'''

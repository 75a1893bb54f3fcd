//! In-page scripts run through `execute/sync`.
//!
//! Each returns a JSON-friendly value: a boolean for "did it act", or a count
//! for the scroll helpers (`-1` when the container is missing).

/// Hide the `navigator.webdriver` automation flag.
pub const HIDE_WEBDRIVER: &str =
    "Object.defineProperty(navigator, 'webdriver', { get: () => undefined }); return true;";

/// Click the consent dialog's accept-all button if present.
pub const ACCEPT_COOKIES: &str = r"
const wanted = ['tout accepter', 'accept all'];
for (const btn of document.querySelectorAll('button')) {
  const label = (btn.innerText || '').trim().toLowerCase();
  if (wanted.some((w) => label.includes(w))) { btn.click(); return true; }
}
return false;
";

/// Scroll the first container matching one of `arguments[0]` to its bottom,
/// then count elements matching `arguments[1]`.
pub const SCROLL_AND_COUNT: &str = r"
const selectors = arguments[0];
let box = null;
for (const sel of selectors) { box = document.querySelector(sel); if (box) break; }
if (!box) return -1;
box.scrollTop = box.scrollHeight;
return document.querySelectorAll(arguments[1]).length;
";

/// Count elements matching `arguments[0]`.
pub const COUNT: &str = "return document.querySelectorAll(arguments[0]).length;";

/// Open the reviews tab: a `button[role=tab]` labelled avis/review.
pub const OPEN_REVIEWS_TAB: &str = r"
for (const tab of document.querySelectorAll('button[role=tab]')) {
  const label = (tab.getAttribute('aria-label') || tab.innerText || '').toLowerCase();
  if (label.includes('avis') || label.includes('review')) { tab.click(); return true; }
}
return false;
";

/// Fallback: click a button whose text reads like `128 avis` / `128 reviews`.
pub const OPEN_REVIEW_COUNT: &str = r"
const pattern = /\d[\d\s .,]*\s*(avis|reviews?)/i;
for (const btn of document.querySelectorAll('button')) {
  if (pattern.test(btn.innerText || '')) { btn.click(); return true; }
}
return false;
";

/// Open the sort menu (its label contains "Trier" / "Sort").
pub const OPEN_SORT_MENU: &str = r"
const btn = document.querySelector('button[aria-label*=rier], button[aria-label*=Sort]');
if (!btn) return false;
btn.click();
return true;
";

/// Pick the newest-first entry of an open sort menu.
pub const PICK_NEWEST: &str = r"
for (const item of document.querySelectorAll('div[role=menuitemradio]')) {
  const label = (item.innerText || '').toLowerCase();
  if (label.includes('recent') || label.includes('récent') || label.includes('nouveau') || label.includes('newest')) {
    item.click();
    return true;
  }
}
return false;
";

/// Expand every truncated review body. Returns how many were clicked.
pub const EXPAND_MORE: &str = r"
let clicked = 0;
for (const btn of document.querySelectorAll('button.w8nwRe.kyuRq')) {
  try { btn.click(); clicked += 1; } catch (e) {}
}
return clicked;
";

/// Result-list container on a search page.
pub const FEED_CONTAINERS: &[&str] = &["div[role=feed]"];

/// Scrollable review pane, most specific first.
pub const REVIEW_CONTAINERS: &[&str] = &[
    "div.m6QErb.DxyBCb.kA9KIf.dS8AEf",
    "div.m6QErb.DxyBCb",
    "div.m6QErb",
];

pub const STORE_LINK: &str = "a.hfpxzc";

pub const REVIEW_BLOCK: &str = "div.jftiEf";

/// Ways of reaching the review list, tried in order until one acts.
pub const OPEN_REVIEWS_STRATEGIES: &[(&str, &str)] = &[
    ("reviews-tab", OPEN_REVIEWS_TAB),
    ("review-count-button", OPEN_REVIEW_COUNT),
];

'''
'''

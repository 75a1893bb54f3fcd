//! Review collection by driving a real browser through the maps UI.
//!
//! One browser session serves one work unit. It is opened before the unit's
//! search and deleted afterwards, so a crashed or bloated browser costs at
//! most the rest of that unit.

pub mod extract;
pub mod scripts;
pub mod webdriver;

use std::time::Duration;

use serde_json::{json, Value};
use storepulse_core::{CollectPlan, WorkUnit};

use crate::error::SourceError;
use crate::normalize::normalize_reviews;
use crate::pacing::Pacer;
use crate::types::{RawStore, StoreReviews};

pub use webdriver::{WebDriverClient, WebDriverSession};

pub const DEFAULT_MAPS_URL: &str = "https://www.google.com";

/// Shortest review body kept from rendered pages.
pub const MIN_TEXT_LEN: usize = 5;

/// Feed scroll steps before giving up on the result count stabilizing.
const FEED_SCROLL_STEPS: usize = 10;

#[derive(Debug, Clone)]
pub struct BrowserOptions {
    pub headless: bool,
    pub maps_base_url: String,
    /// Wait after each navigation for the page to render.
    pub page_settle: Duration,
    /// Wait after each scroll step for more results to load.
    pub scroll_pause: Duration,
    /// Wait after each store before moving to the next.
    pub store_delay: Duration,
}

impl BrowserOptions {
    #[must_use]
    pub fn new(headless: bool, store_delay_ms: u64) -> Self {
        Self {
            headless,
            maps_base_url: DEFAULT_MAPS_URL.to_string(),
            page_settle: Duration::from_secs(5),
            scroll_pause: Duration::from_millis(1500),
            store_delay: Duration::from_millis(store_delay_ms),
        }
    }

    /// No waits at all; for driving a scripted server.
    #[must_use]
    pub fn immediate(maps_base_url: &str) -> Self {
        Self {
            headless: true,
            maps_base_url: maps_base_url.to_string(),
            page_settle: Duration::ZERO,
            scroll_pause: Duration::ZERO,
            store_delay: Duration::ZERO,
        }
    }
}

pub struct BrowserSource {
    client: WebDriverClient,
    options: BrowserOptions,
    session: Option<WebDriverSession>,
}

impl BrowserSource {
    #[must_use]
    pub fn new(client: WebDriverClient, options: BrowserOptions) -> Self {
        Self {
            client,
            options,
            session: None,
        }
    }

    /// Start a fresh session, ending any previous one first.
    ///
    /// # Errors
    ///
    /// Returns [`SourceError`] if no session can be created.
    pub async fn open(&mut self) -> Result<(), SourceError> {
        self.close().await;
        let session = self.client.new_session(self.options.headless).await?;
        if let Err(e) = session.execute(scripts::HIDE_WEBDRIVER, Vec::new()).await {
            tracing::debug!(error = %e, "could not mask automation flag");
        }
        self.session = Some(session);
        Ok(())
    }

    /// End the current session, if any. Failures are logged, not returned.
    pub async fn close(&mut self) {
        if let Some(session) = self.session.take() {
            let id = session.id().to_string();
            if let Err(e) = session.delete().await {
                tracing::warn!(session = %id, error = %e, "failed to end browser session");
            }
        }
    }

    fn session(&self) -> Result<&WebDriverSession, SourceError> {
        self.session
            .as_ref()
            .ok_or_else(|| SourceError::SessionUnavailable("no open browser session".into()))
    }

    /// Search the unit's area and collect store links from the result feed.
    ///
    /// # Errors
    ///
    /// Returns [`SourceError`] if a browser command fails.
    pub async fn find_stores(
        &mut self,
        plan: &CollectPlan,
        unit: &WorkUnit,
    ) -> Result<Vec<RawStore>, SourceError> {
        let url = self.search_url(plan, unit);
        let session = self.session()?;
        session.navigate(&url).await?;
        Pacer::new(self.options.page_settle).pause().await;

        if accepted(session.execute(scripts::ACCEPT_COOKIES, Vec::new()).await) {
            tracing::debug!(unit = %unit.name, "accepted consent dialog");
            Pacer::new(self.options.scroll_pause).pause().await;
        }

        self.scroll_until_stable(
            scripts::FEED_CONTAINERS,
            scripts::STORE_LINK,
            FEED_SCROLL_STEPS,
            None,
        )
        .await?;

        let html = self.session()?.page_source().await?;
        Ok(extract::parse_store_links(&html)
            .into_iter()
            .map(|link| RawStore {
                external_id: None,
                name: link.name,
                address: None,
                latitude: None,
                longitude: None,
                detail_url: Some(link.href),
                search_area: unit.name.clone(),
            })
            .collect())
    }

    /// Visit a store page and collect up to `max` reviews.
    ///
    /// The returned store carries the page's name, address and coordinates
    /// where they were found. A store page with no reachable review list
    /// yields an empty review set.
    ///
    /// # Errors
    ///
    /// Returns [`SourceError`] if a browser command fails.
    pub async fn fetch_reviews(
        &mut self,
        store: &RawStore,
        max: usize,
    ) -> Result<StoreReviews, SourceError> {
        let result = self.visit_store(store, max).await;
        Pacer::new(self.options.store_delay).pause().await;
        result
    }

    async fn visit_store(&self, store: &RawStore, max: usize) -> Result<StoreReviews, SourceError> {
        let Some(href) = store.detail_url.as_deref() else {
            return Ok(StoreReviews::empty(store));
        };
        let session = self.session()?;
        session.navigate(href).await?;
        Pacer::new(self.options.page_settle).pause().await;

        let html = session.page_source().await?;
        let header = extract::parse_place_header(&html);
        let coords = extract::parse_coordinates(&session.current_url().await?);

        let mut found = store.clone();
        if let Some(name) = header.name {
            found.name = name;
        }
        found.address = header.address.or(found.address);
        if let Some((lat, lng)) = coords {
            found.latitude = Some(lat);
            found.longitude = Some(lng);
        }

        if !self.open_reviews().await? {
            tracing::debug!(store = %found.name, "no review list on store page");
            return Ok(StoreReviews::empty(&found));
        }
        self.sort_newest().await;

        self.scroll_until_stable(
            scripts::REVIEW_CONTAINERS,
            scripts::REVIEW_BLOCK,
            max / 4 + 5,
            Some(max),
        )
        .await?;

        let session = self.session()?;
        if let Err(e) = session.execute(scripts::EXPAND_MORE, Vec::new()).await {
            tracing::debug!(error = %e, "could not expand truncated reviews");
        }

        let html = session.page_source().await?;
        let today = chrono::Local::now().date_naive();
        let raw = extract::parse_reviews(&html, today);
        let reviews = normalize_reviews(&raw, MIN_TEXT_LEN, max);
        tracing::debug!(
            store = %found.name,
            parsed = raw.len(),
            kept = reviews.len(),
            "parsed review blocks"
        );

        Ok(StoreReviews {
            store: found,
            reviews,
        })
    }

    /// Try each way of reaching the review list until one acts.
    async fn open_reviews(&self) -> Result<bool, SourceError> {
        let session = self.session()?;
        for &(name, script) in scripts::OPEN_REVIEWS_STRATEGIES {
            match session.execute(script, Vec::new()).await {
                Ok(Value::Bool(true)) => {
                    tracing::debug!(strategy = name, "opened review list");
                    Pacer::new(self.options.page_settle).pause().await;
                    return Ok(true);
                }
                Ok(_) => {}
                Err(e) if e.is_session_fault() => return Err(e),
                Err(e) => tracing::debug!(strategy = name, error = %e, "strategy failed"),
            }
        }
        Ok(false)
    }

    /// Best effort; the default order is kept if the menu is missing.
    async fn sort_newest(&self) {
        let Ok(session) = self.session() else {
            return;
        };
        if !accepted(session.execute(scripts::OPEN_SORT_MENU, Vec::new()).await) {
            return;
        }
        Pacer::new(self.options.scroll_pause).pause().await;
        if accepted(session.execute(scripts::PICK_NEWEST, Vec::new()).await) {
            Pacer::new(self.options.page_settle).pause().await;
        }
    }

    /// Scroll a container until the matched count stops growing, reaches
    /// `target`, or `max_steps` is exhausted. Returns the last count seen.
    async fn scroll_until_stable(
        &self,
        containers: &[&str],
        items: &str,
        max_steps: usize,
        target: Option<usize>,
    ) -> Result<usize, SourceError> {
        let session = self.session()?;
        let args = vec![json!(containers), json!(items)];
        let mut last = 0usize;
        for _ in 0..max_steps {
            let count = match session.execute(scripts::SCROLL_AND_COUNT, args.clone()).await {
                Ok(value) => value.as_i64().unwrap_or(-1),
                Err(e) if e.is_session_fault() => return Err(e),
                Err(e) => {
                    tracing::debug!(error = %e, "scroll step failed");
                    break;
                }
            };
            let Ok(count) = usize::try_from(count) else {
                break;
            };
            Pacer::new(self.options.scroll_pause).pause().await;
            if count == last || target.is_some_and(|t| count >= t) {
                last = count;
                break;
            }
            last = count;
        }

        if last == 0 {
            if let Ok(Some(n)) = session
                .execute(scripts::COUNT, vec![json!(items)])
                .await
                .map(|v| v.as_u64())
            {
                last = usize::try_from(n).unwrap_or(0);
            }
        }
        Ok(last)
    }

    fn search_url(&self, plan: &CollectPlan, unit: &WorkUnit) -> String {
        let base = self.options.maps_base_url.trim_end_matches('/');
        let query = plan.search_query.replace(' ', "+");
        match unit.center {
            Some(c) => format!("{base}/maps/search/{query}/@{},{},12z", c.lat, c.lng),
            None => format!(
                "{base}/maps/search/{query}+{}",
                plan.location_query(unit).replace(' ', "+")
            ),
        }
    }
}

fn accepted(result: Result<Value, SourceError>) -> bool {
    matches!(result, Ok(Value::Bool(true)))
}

'''

**Assignment:** Search the lines above for the string "automation" and copy each line that has it.

**Response to the exercise:**
/// Hide the `navigator.webdriver` automation flag.
            tracing::debug!(error = %e, "could not mask automation flag");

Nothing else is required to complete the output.